▶ _Exercise_
Transcribe the whole listing exactly.

▶ _Data extract_
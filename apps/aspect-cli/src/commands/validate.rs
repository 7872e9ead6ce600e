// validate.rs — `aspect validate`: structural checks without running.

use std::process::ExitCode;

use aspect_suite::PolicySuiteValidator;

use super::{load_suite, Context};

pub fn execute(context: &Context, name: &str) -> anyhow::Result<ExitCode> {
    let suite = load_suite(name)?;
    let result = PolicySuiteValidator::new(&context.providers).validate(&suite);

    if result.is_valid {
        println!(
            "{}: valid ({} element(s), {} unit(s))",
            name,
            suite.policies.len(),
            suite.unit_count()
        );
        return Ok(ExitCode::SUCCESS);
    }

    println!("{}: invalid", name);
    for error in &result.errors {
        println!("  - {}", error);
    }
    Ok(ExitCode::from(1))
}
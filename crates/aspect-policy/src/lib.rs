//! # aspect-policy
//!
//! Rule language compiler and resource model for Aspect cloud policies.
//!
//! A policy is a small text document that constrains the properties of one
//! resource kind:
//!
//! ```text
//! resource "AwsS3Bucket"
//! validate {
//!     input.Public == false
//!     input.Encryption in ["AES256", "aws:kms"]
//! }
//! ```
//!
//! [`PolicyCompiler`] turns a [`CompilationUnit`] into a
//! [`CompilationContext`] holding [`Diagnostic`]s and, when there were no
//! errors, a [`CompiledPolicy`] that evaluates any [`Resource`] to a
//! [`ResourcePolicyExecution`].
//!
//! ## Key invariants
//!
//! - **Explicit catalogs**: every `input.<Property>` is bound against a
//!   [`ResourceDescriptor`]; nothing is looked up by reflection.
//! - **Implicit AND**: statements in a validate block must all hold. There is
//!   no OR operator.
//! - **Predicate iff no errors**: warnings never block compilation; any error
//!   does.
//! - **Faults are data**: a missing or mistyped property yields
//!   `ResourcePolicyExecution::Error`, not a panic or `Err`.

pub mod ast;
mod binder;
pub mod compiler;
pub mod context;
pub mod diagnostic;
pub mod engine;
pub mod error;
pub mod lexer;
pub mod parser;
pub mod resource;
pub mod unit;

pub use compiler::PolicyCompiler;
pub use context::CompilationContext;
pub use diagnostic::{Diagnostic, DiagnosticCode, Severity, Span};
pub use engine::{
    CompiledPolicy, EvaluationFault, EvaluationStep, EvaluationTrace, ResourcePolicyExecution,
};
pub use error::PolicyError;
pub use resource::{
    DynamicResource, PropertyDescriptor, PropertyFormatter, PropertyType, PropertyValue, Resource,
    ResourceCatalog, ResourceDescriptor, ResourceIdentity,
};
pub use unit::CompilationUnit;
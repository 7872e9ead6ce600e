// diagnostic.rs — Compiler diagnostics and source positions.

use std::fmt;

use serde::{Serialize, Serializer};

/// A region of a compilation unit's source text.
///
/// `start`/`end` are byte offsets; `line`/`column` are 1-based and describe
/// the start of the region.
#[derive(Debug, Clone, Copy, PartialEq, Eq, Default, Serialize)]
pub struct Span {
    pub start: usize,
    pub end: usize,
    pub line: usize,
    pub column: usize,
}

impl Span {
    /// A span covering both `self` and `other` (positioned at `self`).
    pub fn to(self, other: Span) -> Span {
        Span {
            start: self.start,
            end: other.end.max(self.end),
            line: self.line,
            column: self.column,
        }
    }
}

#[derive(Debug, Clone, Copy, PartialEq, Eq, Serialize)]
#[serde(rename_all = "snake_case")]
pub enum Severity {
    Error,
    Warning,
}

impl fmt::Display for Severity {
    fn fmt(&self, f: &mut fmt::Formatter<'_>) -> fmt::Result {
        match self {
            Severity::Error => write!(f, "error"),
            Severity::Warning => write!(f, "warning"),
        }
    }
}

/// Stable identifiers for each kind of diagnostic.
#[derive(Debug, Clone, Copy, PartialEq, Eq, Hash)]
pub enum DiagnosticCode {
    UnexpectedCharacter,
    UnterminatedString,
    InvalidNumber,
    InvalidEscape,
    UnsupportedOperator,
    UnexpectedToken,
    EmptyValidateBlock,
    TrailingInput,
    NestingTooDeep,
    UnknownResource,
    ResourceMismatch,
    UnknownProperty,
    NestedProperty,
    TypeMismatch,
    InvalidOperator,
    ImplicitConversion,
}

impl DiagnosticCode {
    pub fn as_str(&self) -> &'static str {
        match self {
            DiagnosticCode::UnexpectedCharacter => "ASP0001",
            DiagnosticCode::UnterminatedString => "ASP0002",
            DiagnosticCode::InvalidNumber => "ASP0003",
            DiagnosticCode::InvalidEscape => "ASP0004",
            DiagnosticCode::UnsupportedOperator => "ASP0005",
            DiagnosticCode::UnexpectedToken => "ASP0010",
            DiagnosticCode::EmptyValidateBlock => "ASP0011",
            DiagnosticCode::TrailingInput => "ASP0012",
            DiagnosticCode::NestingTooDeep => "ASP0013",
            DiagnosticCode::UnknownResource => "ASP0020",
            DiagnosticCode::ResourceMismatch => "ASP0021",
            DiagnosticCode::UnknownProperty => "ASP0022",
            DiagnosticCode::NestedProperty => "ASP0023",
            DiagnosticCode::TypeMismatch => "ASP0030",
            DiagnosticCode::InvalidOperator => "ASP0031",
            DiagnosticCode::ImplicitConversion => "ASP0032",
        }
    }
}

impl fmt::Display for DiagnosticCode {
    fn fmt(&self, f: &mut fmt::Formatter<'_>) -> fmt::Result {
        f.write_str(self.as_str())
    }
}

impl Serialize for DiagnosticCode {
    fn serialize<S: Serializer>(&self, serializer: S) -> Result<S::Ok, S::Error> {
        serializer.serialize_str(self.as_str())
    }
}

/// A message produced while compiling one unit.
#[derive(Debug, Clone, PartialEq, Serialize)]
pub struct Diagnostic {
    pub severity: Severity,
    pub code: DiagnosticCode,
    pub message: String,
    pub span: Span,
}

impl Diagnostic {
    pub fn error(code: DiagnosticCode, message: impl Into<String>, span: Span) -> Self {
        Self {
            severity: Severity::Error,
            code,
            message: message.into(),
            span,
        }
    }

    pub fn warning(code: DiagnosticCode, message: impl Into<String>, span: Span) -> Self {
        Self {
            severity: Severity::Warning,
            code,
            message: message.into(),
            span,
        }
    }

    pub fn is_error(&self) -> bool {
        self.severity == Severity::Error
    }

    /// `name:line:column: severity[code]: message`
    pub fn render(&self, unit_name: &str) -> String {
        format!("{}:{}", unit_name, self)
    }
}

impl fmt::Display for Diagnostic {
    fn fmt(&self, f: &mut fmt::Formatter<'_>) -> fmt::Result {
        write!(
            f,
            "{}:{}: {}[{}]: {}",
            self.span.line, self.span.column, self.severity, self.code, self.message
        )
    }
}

▶ _Exercise response_
filename apps/aspect-cli/src/commands/validate.rs
repository 7872e9ead6ce600e
// validate.rs — `aspect validate`: structural checks without running.

use std::process::ExitCode;

use aspect_suite::PolicySuiteValidator;

use super::{load_suite, Context};

pub fn execute(context: &Context, name: &str) -> anyhow::Result<ExitCode> {
    let suite = load_suite(name)?;
    let result = PolicySuiteValidator::new(&context.providers).validate(&suite);

    if result.is_valid {
        println!(
            "{}: valid ({} element(s), {} unit(s))",
            name,
            suite.policies.len(),
            suite.unit_count()
        );
        return Ok(ExitCode::SUCCESS);
    }

    println!("{}: invalid", name);
    for error in &result.errors {
        println!("  - {}", error);
    }
    Ok(ExitCode::from(1))
}
filename crates/aspect-policy/src/lib.rs
//! # aspect-policy
//!
//! Rule language compiler and resource model for Aspect cloud policies.
//!
//! A policy is a small text document that constrains the properties of one
//! resource kind:
//!
//! ```text
//! resource "AwsS3Bucket"
//! validate {
//!     input.Public == false
//!     input.Encryption in ["AES256", "aws:kms"]
//! }
//! ```
//!
//! [`PolicyCompiler`] turns a [`CompilationUnit`] into a
//! [`CompilationContext`] holding [`Diagnostic`]s and, when there were no
//! errors, a [`CompiledPolicy`] that evaluates any [`Resource`] to a
//! [`ResourcePolicyExecution`].
//!
//! ## Key invariants
//!
//! - **Explicit catalogs**: every `input.<Property>` is bound against a
//!   [`ResourceDescriptor`]; nothing is looked up by reflection.
//! - **Implicit AND**: statements in a validate block must all hold. There is
//!   no OR operator.
//! - **Predicate iff no errors**: warnings never block compilation; any error
//!   does.
//! - **Faults are data**: a missing or mistyped property yields
//!   `ResourcePolicyExecution::Error`, not a panic or `Err`.

pub mod ast;
mod binder;
pub mod compiler;
pub mod context;
pub mod diagnostic;
pub mod engine;
pub mod error;
pub mod lexer;
pub mod parser;
pub mod resource;
pub mod unit;

pub use compiler::PolicyCompiler;
pub use context::CompilationContext;
pub use diagnostic::{Diagnostic, DiagnosticCode, Severity, Span};
pub use engine::{
    CompiledPolicy, EvaluationFault, EvaluationStep, EvaluationTrace, ResourcePolicyExecution,
};
pub use error::PolicyError;
pub use resource::{
    DynamicResource, PropertyDescriptor, PropertyFormatter, PropertyType, PropertyValue, Resource,
    ResourceCatalog, ResourceDescriptor, ResourceIdentity,
};
pub use unit::CompilationUnit;
repository 7872e9ead6ce600e
// diagnostic.rs — Compiler diagnostics and source positions.

use std::fmt;

use serde::{Serialize, Serializer};

/// A region of a compilation unit's source text.
///
/// `start`/`end` are byte offsets; `line`/`column` are 1-based and describe
/// the start of the region.
#[derive(Debug, Clone, Copy, PartialEq, Eq, Default, Serialize)]
pub struct Span {
    pub start: usize,
    pub end: usize,
    pub line: usize,
    pub column: usize,
}

impl Span {
    /// A span covering both `self` and `other` (positioned at `self`).
    pub fn to(self, other: Span) -> Span {
        Span {
            start: self.start,
            end: other.end.max(self.end),
            line: self.line,
            column: self.column,
        }
    }
}

#[derive(Debug, Clone, Copy, PartialEq, Eq, Serialize)]
#[serde(rename_all = "snake_case")]
pub enum Severity {
    Error,
    Warning,
}

impl fmt::Display for Severity {
    fn fmt(&self, f: &mut fmt::Formatter<'_>) -> fmt::Result {
        match self {
            Severity::Error => write!(f, "error"),
            Severity::Warning => write!(f, "warning"),
        }
    }
}

/// Stable identifiers for each kind of diagnostic.
#[derive(Debug, Clone, Copy, PartialEq, Eq, Hash)]
pub enum DiagnosticCode {
    UnexpectedCharacter,
    UnterminatedString,
    InvalidNumber,
    InvalidEscape,
    UnsupportedOperator,
    UnexpectedToken,
    EmptyValidateBlock,
    TrailingInput,
    NestingTooDeep,
    UnknownResource,
    ResourceMismatch,
    UnknownProperty,
    NestedProperty,
    TypeMismatch,
    InvalidOperator,
    ImplicitConversion,
}

impl DiagnosticCode {
    pub fn as_str(&self) -> &'static str {
        match self {
            DiagnosticCode::UnexpectedCharacter => "ASP0001",
            DiagnosticCode::UnterminatedString => "ASP0002",
            DiagnosticCode::InvalidNumber => "ASP0003",
            DiagnosticCode::InvalidEscape => "ASP0004",
            DiagnosticCode::UnsupportedOperator => "ASP0005",
            DiagnosticCode::UnexpectedToken => "ASP0010",
            DiagnosticCode::EmptyValidateBlock => "ASP0011",
            DiagnosticCode::TrailingInput => "ASP0012",
            DiagnosticCode::NestingTooDeep => "ASP0013",
            DiagnosticCode::UnknownResource => "ASP0020",
            DiagnosticCode::ResourceMismatch => "ASP0021",
            DiagnosticCode::UnknownProperty => "ASP0022",
            DiagnosticCode::NestedProperty => "ASP0023",
            DiagnosticCode::TypeMismatch => "ASP0030",
            DiagnosticCode::InvalidOperator => "ASP0031",
            DiagnosticCode::ImplicitConversion => "ASP0032",
        }
    }
}

impl fmt::Display for DiagnosticCode {
    fn fmt(&self, f: &mut fmt::Formatter<'_>) -> fmt::Result {
        f.write_str(self.as_str())
    }
}

impl Serialize for DiagnosticCode {
    fn serialize<S: Serializer>(&self, serializer: S) -> Result<S::Ok, S::Error> {
        serializer.serialize_str(self.as_str())
    }
}

/// A message produced while compiling one unit.
#[derive(Debug, Clone, PartialEq, Serialize)]
pub struct Diagnostic {
    pub severity: Severity,
    pub code: DiagnosticCode,
    pub message: String,
    pub span: Span,
}

impl Diagnostic {
    pub fn error(code: DiagnosticCode, message: impl Into<String>, span: Span) -> Self {
        Self {
            severity: Severity::Error,
            code,
            message: message.into(),
            span,
        }
    }

    pub fn warning(code: DiagnosticCode, message: impl Into<String>, span: Span) -> Self {
        Self {
            severity: Severity::Warning,
            code,
            message: message.into(),
            span,
        }
    }

    pub fn is_error(&self) -> bool {
        self.severity == Severity::Error
    }

    /// `name:line:column: severity[code]: message`
    pub fn render(&self, unit_name: &str) -> String {
        format!("{}:{}", unit_name, self)
    }
}

impl fmt::Display for Diagnostic {
    fn fmt(&self, f: &mut fmt::Formatter<'_>) -> fmt::Result {
        write!(
            f,
            "{}:{}: {}[{}]: {}",
            self.span.line, self.span.column, self.severity, self.code, self.message
        )
    }
}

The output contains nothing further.